[Dataset entries]
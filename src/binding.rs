use std::any::{Any, TypeId};
use std::cell::{Cell, RefCell};
use std::fmt;
use std::marker::PhantomData;
use std::panic::Location;
use std::rc::{Rc, Weak};

use smallvec::SmallVec;

use crate::error::BindingError;
use crate::evaluation::BindingEvaluationFrame;
use crate::observer::{self, NotifyState, ObserverId, ObserverKind, ObserverList};
use crate::slot::SlotCell;

/// Erased binding expression. Produces the new value boxed; the
/// write-back installed at attach time knows the concrete target.
pub(crate) type EvalFn = Box<dyn Fn() -> Result<Box<dyn Any>, BindingError>>;

/// Erased write-back: stores the freshly computed value into the
/// property the binding feeds and reports whether it actually changed.
/// For compatibility properties this is the write-through wrapper that
/// runs the owning setter.
pub(crate) type WriteBack = Rc<dyn Fn(Box<dyn Any>) -> bool>;

/// A dependency recorded during the last evaluation: which slot we
/// observe and the id of our observer in that slot's chain.
pub(crate) struct DependencyEdge {
	slot: Weak<SlotCell>,
	id: ObserverId,
}

/// The shared core of a binding. Reference counted because a caller may
/// hold a detached copy of a previously installed binding; the slot
/// holds one reference while the binding is installed.
pub(crate) struct BindingData {
	// needs re-evaluation before the next read
	dirty: Cell<bool>,
	// currently being evaluated; the re-entrancy/loop guard
	updating: Cell<bool>,
	// push discipline: evaluate immediately instead of on next read
	eager: Cell<bool>,
	eval: EvalFn,
	writer: RefCell<Option<WriteBack>>,
	// inline capacity for the common case; a binding rarely reads more
	// than four properties
	dependencies: RefCell<SmallVec<[DependencyEdge; 4]>>,
	// observers of this binding's output; while the binding is
	// installed, the slot's observer chain lives here
	observers: RefCell<ObserverList>,
	error: RefCell<Option<BindingError>>,
	location: &'static Location<'static>,
	value_type: TypeId,
}

impl BindingData {
	pub fn new(
		value_type: TypeId,
		eval: EvalFn,
		location: &'static Location<'static>,
	) -> Rc<Self> {
		Rc::new(BindingData {
			dirty: Cell::new(true),
			updating: Cell::new(false),
			eager: Cell::new(false),
			eval,
			writer: RefCell::new(None),
			dependencies: RefCell::new(SmallVec::new_const()),
			observers: RefCell::new(ObserverList::default()),
			error: RefCell::new(None),
			location,
			value_type,
		})
	}

	pub fn value_type(&self) -> TypeId {
		self.value_type
	}

	pub fn source_location(&self) -> &'static Location<'static> {
		self.location
	}

	pub fn error(&self) -> Option<BindingError> {
		self.error.borrow().clone()
	}

	pub fn set_eager(&self, eager: bool) {
		self.eager.set(eager);
	}

	pub fn is_eager(&self) -> bool {
		self.eager.get()
	}

	pub fn set_dirty(&self, dirty: bool) {
		self.dirty.set(dirty);
	}

	/// Installs the binding on a property: the write-back for the
	/// concrete storage plus the observer chain inherited from the slot
	/// or from the binding it replaces.
	pub fn attach(&self, writer: WriteBack, observers: ObserverList) {
		*self.writer.borrow_mut() = Some(writer);
		self.observers.borrow_mut().merge(observers);
	}

	/// Reverts [`attach`] and drops every dependency recorded during the
	/// last evaluation. A detached binding is inert until reinstalled.
	pub fn detach_from_property(&self) {
		*self.writer.borrow_mut() = None;
		self.clear_dependency_observers();
	}

	pub fn take_observers(&self) -> ObserverList {
		std::mem::take(&mut *self.observers.borrow_mut())
	}

	pub fn add_output_observer(&self, kind: ObserverKind) -> ObserverId {
		self.observers.borrow_mut().insert(kind)
	}

	pub fn remove_output_observer(&self, id: ObserverId) -> bool {
		self.observers.borrow_mut().remove(id)
	}

	pub fn output_observer_count(&self) -> usize {
		self.observers.borrow().len()
	}

	pub fn snapshot_observers(&self) -> Vec<ObserverKind> {
		self.observers.borrow().snapshot()
	}

	/// Records that `slot` was read while this binding was evaluating.
	pub fn add_dependency(self: Rc<Self>, slot: &Rc<SlotCell>) {
		let id = slot.add_observer(ObserverKind::Dependency(Rc::downgrade(&self)));
		self.dependencies.borrow_mut().push(DependencyEdge {
			slot: Rc::downgrade(slot),
			id,
		});
	}

	/// Unlinks every dependency observer. Dependencies are recomputed
	/// fresh on every evaluation because a conditional expression may
	/// read different properties each time.
	fn clear_dependency_observers(&self) {
		let edges = std::mem::take(&mut *self.dependencies.borrow_mut());
		for edge in edges {
			if let Some(slot) = edge.slot.upgrade() {
				slot.remove_observer(edge.id);
			}
		}
	}

	/// The evaluation protocol. Returns whether the stored value
	/// actually changed, so callers can suppress redundant downstream
	/// notifications.
	pub fn evaluate_if_dirty_and_return_changed(self: Rc<Self>) -> bool {
		if !self.dirty.get() {
			return false;
		}
		if self.updating.get() {
			tracing::error!(location = %self.location, "binding loop detected");
			*self.error.borrow_mut() = Some(BindingError::BindingLoop);
			return false;
		}

		self.updating.set(true);
		*self.error.borrow_mut() = None;
		self.clear_dependency_observers();

		let changed = {
			let _frame = BindingEvaluationFrame::push(self.clone());
			match (self.eval)() {
				Ok(value) => {
					if self.error.borrow().is_some() {
						// a loop was recorded while the expression ran;
						// keep the prior value
						false
					} else {
						let writer = self.writer.borrow().clone();
						match writer {
							Some(write) => write(value),
							None => false,
						}
					}
				}
				Err(error) => {
					*self.error.borrow_mut() = Some(error);
					false
				}
			}
		};

		self.dirty.set(false);
		self.updating.set(false);
		changed
	}

	/// Invalidation entry point. A binding already dirty is skipped,
	/// which terminates cascades through cyclic dependency graphs that
	/// never evaluate concurrently.
	pub fn mark_dirty_and_notify(self: Rc<Self>) {
		if self.dirty.get() {
			return;
		}
		self.dirty.set(true);

		if self.eager.get() {
			// the write-through wrapper runs the owning setter, which
			// performs its own change notification
			let _ = self.evaluate_if_dirty_and_return_changed();
			return;
		}

		let observers = self.snapshot_observers();
		let mut state = NotifyState::pending();
		observer::notify(observers, Some(&self), &mut state);
	}
}

impl Drop for BindingData {
	fn drop(&mut self) {
		// the last handle is gone; make sure no slot still points a
		// dependency observer at us
		self.clear_dependency_observers();
	}
}

/// Type-erased handle to a binding. Cloning shares the same underlying
/// binding state.
#[derive(Clone)]
pub struct UntypedPropertyBinding {
	pub(crate) data: Rc<BindingData>,
}

impl UntypedPropertyBinding {
	/// The `TypeId` of the value the expression produces. Checked when
	/// the binding is installed into a property.
	pub fn value_type(&self) -> TypeId {
		self.data.value_type()
	}

	pub fn error(&self) -> Option<BindingError> {
		self.data.error()
	}

	pub fn source_location(&self) -> &'static Location<'static> {
		self.data.source_location()
	}
}

/// A computed expression attachable to a [`Property`](crate::Property)
/// of the same value type. Holding a detached binding keeps it alive;
/// it can be installed again later.
pub struct PropertyBinding<T> {
	untyped: UntypedPropertyBinding,
	marker: PhantomData<fn() -> T>,
}

impl<T> fmt::Debug for PropertyBinding<T> {
	fn fmt(&self, f: &mut fmt::Formatter<'_>) -> fmt::Result {
		f.debug_struct("PropertyBinding")
			.field("source_location", &self.untyped.source_location())
			.finish_non_exhaustive()
	}
}

impl<T> Clone for PropertyBinding<T> {
	fn clone(&self) -> Self {
		PropertyBinding {
			untyped: self.untyped.clone(),
			marker: PhantomData,
		}
	}
}

impl<T: 'static> PropertyBinding<T> {
	#[track_caller]
	pub fn new(func: impl Fn() -> T + 'static) -> Self {
		Self::try_new(move || Ok(func()))
	}

	/// A binding whose expression can fail. Failure is captured as
	/// [`BindingError::EvaluationFailed`] on the binding; the property
	/// keeps its previous value.
	#[track_caller]
	pub fn try_new(func: impl Fn() -> Result<T, String> + 'static) -> Self {
		let location = Location::caller();
		let eval: EvalFn = Box::new(move || {
			func()
				.map(|value| Box::new(value) as Box<dyn Any>)
				.map_err(BindingError::EvaluationFailed)
		});
		PropertyBinding {
			untyped: UntypedPropertyBinding {
				data: BindingData::new(TypeId::of::<T>(), eval, location),
			},
			marker: PhantomData,
		}
	}

	pub(crate) fn from_data(data: Rc<BindingData>) -> Self {
		PropertyBinding {
			untyped: UntypedPropertyBinding { data },
			marker: PhantomData,
		}
	}

	pub fn into_untyped(self) -> UntypedPropertyBinding {
		self.untyped
	}

	pub fn error(&self) -> Option<BindingError> {
		self.untyped.error()
	}

	pub fn source_location(&self) -> &'static Location<'static> {
		self.untyped.source_location()
	}
}

impl<T: 'static> From<PropertyBinding<T>> for UntypedPropertyBinding {
	fn from(binding: PropertyBinding<T>) -> Self {
		binding.into_untyped()
	}
}
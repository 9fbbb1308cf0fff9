use std::cell::RefCell;
use std::rc::Rc;

use bindery::{BindingError, BindingStorage, CompatProperty, Property, PropertyBinding};
use mockall::predicate::eq;

mod mock;

use mock::{SharedMock, Spy};

fn logging_compat(storage: &BindingStorage, log: &Rc<RefCell<Vec<i32>>>) -> CompatProperty<i32> {
	CompatProperty::with_setter(storage, 0, {
		let log = log.clone();
		move |property, value| {
			log.borrow_mut().push(value);
			property.set_value(value);
		}
	})
}

#[test]
fn eager_binding_pushes_through_the_setter() {
	let storage = BindingStorage::new();
	let a = Property::new(3);
	let log = Rc::new(RefCell::new(Vec::new()));
	let c = logging_compat(&storage, &log);

	// installation evaluates immediately, no read required
	c.set_binding(PropertyBinding::new({
		let a = a.clone();
		move || a.get() * 2
	}))
	.unwrap();
	assert_eq!(*log.borrow(), [6]);
	assert_eq!(*c.value(), 6);

	// a dependency change pushes synchronously
	a.set_value(4);
	assert_eq!(*log.borrow(), [6, 8]);
	assert_eq!(*c.value(), 8);
}

#[test]
fn unchanged_recomputation_skips_the_setter() {
	let storage = BindingStorage::new();
	let a = Property::new(7);
	let log = Rc::new(RefCell::new(Vec::new()));
	let c = logging_compat(&storage, &log);

	c.set_binding(PropertyBinding::new({
		let a = a.clone();
		move || a.get().min(5)
	}))
	.unwrap();
	assert_eq!(*log.borrow(), [5]);

	a.set_value(9);
	assert_eq!(*log.borrow(), [5]);
	assert_eq!(*c.value(), 5);
}

#[test]
fn direct_write_overrides_the_binding() {
	let storage = BindingStorage::new();
	let a = Property::new(3);
	let log = Rc::new(RefCell::new(Vec::new()));
	let c = logging_compat(&storage, &log);

	c.set_binding(PropertyBinding::new({
		let a = a.clone();
		move || a.get() * 2
	}))
	.unwrap();
	assert_eq!(*log.borrow(), [6]);

	c.set_value(100);
	assert!(!c.has_binding());
	assert_eq!(a.observer_count(), 0);

	a.set_value(10);
	assert_eq!(*log.borrow(), [6]);
	assert_eq!(*c.value(), 100);
}

#[test]
fn compat_properties_are_observable_dependencies() {
	let storage = BindingStorage::new();
	let a = Property::new(3);
	let c = CompatProperty::new(&storage, 0);

	c.set_binding(PropertyBinding::new({
		let a = a.clone();
		move || a.get() * 2
	}))
	.unwrap();

	let b = Property::new(0);
	b.bind({
		let c = c.clone();
		move || c.get() + 1
	})
	.unwrap();
	assert_eq!(*b.value(), 7);

	a.set_value(5);
	assert_eq!(*b.value(), 11);
}

#[test]
fn default_setter_writes_through() {
	let storage = BindingStorage::new();
	let a = Property::new(3);
	let c = CompatProperty::new(&storage, 0);
	let mock = SharedMock::new();

	let _handler = c.on_change({
		let mock = mock.clone();
		let c = c.clone();
		move || mock.get().trigger(*c.value() as i64)
	});

	mock.get().expect_trigger().with(eq(6)).times(1).return_const(());
	c.set_binding(PropertyBinding::new({
		let a = a.clone();
		move || a.get() * 2
	}))
	.unwrap();
	mock.get().checkpoint();

	assert_eq!(*c.value(), 6);

	mock.get().expect_trigger().with(eq(8)).times(1).return_const(());
	a.set_value(4);
	mock.get().checkpoint();
}

#[test]
fn eager_binding_loop_is_reported() {
	let storage = BindingStorage::new();
	let c = CompatProperty::new(&storage, 0);

	c.set_binding(PropertyBinding::new({
		let c = c.clone();
		move || *c.value() + 1
	}))
	.unwrap();

	assert_eq!(*c.value(), 0);
	assert_eq!(c.binding_error(), Some(BindingError::BindingLoop));
}

#[test]
fn type_mismatch_rejected_before_installation() {
	let storage = BindingStorage::new();
	let c = CompatProperty::new(&storage, 1i32);

	let wrong = PropertyBinding::new(|| 2.5f64).into_untyped();
	assert_eq!(
		c.set_binding_untyped(wrong).unwrap_err(),
		BindingError::TypeMismatch
	);
	assert!(!c.has_binding());
	assert_eq!(*c.value(), 1);
}

#[test]
fn slots_are_created_lazily_and_torn_down() {
	let storage = BindingStorage::new();
	let a = Property::new(1);

	let c = CompatProperty::new(&storage, 0);
	assert_eq!(storage.slot_count(), 0);

	c.set_binding(PropertyBinding::new({
		let a = a.clone();
		move || a.get()
	}))
	.unwrap();
	assert_eq!(storage.slot_count(), 1);

	drop(c);
	assert_eq!(storage.slot_count(), 0);
	assert_eq!(a.observer_count(), 0);
}

#[test]
fn take_binding_stops_the_push() {
	let storage = BindingStorage::new();
	let a = Property::new(3);
	let log = Rc::new(RefCell::new(Vec::new()));
	let c = logging_compat(&storage, &log);

	c.set_binding(PropertyBinding::new({
		let a = a.clone();
		move || a.get() * 2
	}))
	.unwrap();
	assert_eq!(*log.borrow(), [6]);

	let taken = c.take_binding().unwrap();
	assert!(taken.error().is_none());

	a.set_value(5);
	assert_eq!(*log.borrow(), [6]);
	assert_eq!(*c.value(), 6);
}
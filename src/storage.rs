use std::cell::RefCell;
use std::rc::Rc;

use fxhash::FxHashMap;

use crate::slot::SlotCell;

/// Per-object sparse lookup from a property's key to its slot, created
/// lazily on first use. Compatibility properties keep only their plain
/// backing field inline; the slot lives here. Cloning shares the same
/// storage.
#[derive(Clone, Default)]
pub struct BindingStorage {
	slots: Rc<RefCell<FxHashMap<usize, Rc<SlotCell>>>>,
}

impl BindingStorage {
	pub fn new() -> Self {
		Self::default()
	}

	pub(crate) fn slot(&self, key: usize) -> Option<Rc<SlotCell>> {
		self.slots.borrow().get(&key).cloned()
	}

	pub(crate) fn slot_or_create(&self, key: usize) -> Rc<SlotCell> {
		self.slots
			.borrow_mut()
			.entry(key)
			.or_insert_with(SlotCell::new)
			.clone()
	}

	pub(crate) fn remove(&self, key: usize) {
		self.slots.borrow_mut().remove(&key);
	}

	// public because the integration tests assert on lazy creation
	#[doc(hidden)]
	pub fn slot_count(&self) -> usize {
		self.slots.borrow().len()
	}
}
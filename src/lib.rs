pub mod macros;

mod alias;
mod binding;
mod compat;
mod error;
mod evaluation;
mod hashed;
mod observer;
mod property;
mod slot;
mod storage;

pub use alias::PropertyAlias;
pub use binding::{PropertyBinding, UntypedPropertyBinding};
pub use compat::CompatProperty;
pub use error::BindingError;
pub use observer::ChangeHandler;
pub use property::Property;
pub use storage::BindingStorage;
pub use enclose::*;

/// Builds a [`PropertyBinding`](crate::PropertyBinding), optionally
/// clone-capturing the listed variables:
///
/// ```ignore
/// let b = bind!((a) => a.get() + 1);
/// ```
#[macro_export]
macro_rules! bind {
    (( $($d_tt:tt)* ) => $($b:tt)*) => {
        $crate::PropertyBinding::new($crate::macros::enclose!(($( $d_tt )*) move || { $($b)* }))
    };
    (=> $($b:tt)*) => {
        $crate::PropertyBinding::new(move || { $($b)* })
    };
}
use std::rc::{Rc, Weak};

use crate::observer::{ChangeHandler, ObserverId, ObserverKind};
use crate::property::{Property, PropertyStorage};
use crate::slot::SlotCell;

/// A second name for an existing property. The alias owns its own
/// observer chain; notifications of the source are forwarded into it,
/// so handlers registered on the alias fire when the source changes.
/// Reads and writes delegate to the source. The alias unlinks itself
/// when dropped and turns inert when the source is dropped.
pub struct PropertyAlias<T> {
	source: Weak<PropertyStorage<T>>,
	source_cell: Weak<SlotCell>,
	cell: Rc<SlotCell>,
	link: ObserverId,
}

impl<T: 'static> PropertyAlias<T> {
	pub fn new(source: &Property<T>) -> Self {
		let cell = SlotCell::new();
		let link = source
			.data
			.cell
			.add_observer(ObserverKind::Alias(Rc::downgrade(&cell)));
		PropertyAlias {
			source: Rc::downgrade(&source.data),
			source_cell: Rc::downgrade(&source.data.cell),
			cell,
			link,
		}
	}

	pub fn is_valid(&self) -> bool {
		self.source.strong_count() > 0
	}

	/// Reads the aliased property, with the same dependency
	/// registration and binding pull as a direct read. `None` when the
	/// source no longer exists.
	pub fn value(&self) -> Option<T>
	where
		T: Clone,
	{
		let data = self.source.upgrade()?;
		Some(Property::from_storage(data).get())
	}

	/// Writes through to the aliased property. Reports whether the
	/// source still existed.
	pub fn set_value(&self, value: T) -> bool {
		match self.source.upgrade() {
			Some(data) => {
				Property::from_storage(data).set_value(value);
				true
			}
			None => false,
		}
	}

	/// Observes the aliased property through the alias's own chain.
	pub fn on_change(&self, func: impl Fn() + 'static) -> ChangeHandler {
		let id = self.cell.add_observer(ObserverKind::ChangeHandler(Rc::new(func)));
		ChangeHandler {
			slot: Rc::downgrade(&self.cell),
			id,
		}
	}
}

impl<T> Drop for PropertyAlias<T> {
	fn drop(&mut self) {
		if let Some(cell) = self.source_cell.upgrade() {
			cell.remove_observer(self.link);
		}
	}
}
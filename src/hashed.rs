use std::hash::Hash;

pub(crate) type HashFn<T> = fn(&T) -> u64;

pub(crate) fn hash_of<T: Hash>(value: &T) -> u64 {
	fxhash::hash64(value)
}

/// A value together with the hash it had when it was stored. The hash
/// stands in for an equality predicate: two stores with the same hash
/// are treated as "unchanged". `hash` is `None` for value types without
/// `Hash`, in which case every store counts as a change.
pub(crate) struct Hashed<T> {
	pub value: T,
	pub hash: Option<u64>,
}

impl<T> Hashed<T> {
	pub fn new(value: T, hasher: Option<HashFn<T>>) -> Self {
		let hash = hasher.map(|hasher| hasher(&value));
		Hashed { value, hash }
	}

	/// Stores `value` and reports whether the stored value actually
	/// changed. Equal hashes suppress the write entirely.
	pub fn replace(&mut self, value: T, hasher: Option<HashFn<T>>) -> bool {
		let next = Hashed::new(value, hasher);
		match (self.hash, next.hash) {
			(Some(prev), Some(new)) if prev == new => false,
			_ => {
				*self = next;
				true
			}
		}
	}
}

**YOUR GOAL**
Every line above from the line with "pub(crate) fn hash_of<T: Hash>(value: &T)" to the line with "value types without", both included, must be reproduced exactly, and no other line may appear.

**YOUR SOLUTION**
pub(crate) fn hash_of<T: Hash>(value: &T) -> u64 {
	fxhash::hash64(value)
}

/// A value together with the hash it had when it was stored. The hash
/// stands in for an equality predicate: two stores with the same hash
/// are treated as "unchanged". `hash` is `None` for value types without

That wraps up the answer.